▸ Problem statement
Copy every line of the records that includes the word "crate".
Data for this task Start Marker
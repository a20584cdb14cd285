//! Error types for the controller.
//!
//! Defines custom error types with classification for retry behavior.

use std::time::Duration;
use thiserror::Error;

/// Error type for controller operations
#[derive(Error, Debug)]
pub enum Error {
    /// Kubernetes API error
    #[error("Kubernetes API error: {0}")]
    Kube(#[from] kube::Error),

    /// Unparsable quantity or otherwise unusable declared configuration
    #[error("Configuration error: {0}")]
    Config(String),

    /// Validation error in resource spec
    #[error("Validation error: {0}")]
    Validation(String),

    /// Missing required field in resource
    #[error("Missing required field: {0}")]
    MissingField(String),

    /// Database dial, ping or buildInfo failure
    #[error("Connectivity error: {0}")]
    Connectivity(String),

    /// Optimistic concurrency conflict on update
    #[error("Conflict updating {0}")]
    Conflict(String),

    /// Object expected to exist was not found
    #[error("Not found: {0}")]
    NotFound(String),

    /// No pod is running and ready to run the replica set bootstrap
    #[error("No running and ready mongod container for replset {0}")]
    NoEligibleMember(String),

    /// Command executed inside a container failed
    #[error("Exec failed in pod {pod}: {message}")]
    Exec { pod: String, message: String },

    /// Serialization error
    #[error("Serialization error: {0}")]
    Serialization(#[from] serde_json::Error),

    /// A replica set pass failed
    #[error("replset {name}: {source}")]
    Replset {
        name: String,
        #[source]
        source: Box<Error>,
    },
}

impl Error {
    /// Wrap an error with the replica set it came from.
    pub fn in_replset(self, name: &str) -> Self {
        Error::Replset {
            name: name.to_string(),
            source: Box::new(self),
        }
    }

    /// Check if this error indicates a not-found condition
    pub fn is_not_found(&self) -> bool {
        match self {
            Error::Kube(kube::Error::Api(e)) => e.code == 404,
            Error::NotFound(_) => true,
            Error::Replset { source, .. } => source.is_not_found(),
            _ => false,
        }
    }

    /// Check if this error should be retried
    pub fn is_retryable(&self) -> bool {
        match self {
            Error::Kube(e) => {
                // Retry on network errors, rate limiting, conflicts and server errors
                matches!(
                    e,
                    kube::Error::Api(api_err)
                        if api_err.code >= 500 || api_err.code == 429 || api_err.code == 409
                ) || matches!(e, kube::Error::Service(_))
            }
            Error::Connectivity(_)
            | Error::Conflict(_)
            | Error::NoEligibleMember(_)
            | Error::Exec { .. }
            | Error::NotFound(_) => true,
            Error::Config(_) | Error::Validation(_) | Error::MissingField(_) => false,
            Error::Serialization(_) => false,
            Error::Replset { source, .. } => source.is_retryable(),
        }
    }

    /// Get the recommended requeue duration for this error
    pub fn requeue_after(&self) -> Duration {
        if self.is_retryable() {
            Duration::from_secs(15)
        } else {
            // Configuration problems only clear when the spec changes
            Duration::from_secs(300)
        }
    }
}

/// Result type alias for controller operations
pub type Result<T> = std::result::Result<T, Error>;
Data for this task End Marker
Data for this task Start Marker
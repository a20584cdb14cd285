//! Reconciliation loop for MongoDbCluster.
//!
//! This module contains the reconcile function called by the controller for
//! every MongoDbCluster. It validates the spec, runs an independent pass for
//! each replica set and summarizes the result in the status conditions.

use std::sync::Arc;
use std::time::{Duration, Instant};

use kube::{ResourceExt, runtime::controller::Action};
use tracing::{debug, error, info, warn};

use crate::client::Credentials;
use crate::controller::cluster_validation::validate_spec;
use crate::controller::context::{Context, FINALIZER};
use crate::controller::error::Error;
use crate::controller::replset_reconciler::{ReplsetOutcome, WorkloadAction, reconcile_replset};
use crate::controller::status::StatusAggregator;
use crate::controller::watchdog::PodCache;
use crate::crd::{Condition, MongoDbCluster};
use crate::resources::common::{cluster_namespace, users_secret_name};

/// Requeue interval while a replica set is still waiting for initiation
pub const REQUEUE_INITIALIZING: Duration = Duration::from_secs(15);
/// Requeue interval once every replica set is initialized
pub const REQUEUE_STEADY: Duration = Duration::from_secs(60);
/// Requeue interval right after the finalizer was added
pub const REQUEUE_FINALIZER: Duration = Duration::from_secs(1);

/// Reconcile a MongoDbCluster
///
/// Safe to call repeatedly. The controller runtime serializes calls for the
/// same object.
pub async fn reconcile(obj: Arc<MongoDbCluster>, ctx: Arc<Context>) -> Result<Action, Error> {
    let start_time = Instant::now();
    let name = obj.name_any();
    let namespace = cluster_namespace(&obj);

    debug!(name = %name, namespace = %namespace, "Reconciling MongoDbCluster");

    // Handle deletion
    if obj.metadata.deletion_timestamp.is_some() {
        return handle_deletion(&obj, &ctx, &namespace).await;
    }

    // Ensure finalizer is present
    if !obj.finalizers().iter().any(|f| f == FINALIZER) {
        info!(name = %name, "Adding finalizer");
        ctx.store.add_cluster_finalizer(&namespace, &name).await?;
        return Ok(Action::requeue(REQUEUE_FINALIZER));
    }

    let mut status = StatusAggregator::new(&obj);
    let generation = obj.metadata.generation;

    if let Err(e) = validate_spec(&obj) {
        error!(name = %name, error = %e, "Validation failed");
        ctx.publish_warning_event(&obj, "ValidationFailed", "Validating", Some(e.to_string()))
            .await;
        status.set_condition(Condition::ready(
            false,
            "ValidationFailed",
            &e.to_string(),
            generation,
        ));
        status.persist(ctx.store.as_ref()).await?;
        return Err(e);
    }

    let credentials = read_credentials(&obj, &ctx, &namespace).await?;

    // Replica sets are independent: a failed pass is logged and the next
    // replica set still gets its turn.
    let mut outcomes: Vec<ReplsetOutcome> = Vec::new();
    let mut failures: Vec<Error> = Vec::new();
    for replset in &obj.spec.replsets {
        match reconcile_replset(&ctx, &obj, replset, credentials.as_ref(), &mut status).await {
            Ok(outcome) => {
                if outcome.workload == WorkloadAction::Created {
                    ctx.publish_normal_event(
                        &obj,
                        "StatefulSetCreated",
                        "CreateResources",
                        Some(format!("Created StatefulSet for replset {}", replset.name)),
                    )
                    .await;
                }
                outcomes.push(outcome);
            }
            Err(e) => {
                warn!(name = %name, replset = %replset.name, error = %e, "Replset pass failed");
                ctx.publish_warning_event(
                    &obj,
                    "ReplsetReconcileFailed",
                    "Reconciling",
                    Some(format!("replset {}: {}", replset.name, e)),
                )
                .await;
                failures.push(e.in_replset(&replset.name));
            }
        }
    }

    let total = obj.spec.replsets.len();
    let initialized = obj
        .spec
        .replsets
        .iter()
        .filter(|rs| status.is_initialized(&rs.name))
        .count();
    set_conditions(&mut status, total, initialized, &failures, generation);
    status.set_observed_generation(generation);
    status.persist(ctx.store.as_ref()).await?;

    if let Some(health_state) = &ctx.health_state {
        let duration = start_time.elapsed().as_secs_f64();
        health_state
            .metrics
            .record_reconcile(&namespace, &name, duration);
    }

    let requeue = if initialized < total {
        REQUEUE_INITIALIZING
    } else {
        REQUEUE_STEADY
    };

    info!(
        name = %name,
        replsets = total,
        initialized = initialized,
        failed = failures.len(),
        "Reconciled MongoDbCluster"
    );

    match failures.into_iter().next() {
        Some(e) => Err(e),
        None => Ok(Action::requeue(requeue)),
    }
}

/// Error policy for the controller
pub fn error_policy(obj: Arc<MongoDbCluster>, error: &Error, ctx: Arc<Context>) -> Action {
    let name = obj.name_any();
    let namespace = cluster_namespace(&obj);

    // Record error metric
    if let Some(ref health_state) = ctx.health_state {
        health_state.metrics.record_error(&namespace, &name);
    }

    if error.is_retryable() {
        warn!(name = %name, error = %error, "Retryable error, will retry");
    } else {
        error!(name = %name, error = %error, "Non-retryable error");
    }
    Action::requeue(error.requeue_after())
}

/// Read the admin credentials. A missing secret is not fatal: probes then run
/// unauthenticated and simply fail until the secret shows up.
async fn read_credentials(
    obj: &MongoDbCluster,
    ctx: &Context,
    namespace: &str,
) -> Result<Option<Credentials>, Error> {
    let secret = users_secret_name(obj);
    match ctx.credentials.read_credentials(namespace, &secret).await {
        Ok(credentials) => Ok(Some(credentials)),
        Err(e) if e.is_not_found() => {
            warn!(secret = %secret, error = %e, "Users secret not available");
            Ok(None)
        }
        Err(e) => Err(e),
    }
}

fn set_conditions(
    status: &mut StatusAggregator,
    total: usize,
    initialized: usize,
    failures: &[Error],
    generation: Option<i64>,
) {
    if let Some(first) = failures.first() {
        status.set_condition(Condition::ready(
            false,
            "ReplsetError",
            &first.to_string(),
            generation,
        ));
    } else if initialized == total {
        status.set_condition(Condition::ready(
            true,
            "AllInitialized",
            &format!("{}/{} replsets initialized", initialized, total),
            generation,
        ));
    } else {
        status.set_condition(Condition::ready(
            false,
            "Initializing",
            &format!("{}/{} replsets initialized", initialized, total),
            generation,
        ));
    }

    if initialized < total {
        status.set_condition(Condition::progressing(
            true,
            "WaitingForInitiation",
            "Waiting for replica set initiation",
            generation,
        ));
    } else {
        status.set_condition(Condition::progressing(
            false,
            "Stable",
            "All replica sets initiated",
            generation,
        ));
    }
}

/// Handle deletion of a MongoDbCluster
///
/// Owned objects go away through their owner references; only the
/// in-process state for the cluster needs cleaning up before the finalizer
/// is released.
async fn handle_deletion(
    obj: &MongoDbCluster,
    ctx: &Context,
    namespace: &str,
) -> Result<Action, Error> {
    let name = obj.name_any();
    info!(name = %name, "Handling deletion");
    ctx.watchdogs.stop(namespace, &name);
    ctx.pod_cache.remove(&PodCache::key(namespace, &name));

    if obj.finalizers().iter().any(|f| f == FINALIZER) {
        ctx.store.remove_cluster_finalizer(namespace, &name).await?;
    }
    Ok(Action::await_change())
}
Data for this task End Marker
▸ Expected output
use crate::client::Credentials;
use crate::controller::cluster_validation::validate_spec;
use crate::controller::context::{Context, FINALIZER};
use crate::controller::error::Error;
use crate::controller::replset_reconciler::{ReplsetOutcome, WorkloadAction, reconcile_replset};
use crate::controller::status::StatusAggregator;
use crate::controller::watchdog::PodCache;
use crate::crd::{Condition, MongoDbCluster};
use crate::resources::common::{cluster_namespace, users_secret_name};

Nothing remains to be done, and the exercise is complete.